AVAILABLE DATA:

::::

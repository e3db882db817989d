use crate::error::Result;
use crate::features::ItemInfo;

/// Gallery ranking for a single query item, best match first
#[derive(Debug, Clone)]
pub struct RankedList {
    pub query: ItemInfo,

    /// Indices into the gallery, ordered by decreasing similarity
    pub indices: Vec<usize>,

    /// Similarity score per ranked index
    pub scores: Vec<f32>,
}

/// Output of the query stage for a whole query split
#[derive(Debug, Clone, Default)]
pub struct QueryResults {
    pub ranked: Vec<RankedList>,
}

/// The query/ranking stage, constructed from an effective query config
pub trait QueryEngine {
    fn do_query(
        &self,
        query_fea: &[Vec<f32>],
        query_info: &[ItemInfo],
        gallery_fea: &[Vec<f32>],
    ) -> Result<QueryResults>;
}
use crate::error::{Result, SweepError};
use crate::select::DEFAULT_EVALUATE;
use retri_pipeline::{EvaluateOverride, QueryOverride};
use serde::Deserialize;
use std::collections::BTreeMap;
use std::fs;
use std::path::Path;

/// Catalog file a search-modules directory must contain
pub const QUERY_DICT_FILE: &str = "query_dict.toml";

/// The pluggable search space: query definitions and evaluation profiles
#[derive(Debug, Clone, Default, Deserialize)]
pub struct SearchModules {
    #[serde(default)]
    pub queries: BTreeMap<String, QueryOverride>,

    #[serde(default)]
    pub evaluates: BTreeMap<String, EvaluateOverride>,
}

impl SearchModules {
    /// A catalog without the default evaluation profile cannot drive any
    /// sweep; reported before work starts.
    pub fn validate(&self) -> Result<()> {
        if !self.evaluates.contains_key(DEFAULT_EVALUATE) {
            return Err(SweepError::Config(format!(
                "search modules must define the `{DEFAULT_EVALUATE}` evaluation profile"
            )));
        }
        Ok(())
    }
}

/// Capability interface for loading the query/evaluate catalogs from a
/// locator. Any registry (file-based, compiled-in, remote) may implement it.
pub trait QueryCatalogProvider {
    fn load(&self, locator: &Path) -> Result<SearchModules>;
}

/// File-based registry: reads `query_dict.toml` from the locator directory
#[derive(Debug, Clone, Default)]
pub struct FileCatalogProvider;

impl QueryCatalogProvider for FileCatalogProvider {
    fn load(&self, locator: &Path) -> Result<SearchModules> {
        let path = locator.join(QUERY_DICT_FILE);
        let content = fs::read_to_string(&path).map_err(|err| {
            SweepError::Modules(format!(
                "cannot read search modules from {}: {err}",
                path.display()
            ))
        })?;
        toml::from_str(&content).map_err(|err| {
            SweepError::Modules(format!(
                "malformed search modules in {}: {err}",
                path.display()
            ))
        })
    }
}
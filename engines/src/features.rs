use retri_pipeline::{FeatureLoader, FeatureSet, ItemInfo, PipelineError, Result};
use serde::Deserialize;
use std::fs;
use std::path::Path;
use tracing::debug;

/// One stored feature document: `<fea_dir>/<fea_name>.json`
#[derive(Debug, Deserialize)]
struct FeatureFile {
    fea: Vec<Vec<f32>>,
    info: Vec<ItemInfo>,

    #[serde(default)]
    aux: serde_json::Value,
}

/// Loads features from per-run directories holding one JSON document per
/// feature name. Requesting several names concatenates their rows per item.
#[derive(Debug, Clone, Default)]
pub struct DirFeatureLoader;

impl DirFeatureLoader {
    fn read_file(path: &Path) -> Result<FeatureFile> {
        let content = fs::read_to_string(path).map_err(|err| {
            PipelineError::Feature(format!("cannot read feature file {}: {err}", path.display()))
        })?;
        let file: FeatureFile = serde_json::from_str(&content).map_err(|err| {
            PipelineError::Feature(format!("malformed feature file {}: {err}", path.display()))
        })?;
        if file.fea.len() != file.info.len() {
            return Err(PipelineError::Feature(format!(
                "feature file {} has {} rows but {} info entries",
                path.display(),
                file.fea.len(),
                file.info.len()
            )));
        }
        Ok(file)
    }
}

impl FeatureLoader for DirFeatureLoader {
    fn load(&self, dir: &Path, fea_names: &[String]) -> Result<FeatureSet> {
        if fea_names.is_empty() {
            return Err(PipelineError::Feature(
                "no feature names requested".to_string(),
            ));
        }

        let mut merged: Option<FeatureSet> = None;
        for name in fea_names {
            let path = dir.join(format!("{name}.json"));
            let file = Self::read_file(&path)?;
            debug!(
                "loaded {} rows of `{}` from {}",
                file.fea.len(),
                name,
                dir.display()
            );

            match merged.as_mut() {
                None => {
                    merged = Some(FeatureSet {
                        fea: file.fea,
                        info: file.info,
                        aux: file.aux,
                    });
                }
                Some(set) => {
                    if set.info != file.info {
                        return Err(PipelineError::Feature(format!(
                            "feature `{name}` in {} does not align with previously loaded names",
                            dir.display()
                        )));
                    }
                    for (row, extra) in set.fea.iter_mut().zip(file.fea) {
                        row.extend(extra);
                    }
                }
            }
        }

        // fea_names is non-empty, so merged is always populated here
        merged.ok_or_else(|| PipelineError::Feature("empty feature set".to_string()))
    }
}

::::

WHAT YOU WILL DO: Scan the records above for the word "malformed". Show each line in which it appears.

SOLUTION TO THE EXERCISE:
                "malformed search modules in {}: {err}",
            PipelineError::Feature(format!("malformed feature file {}: {err}", path.display()))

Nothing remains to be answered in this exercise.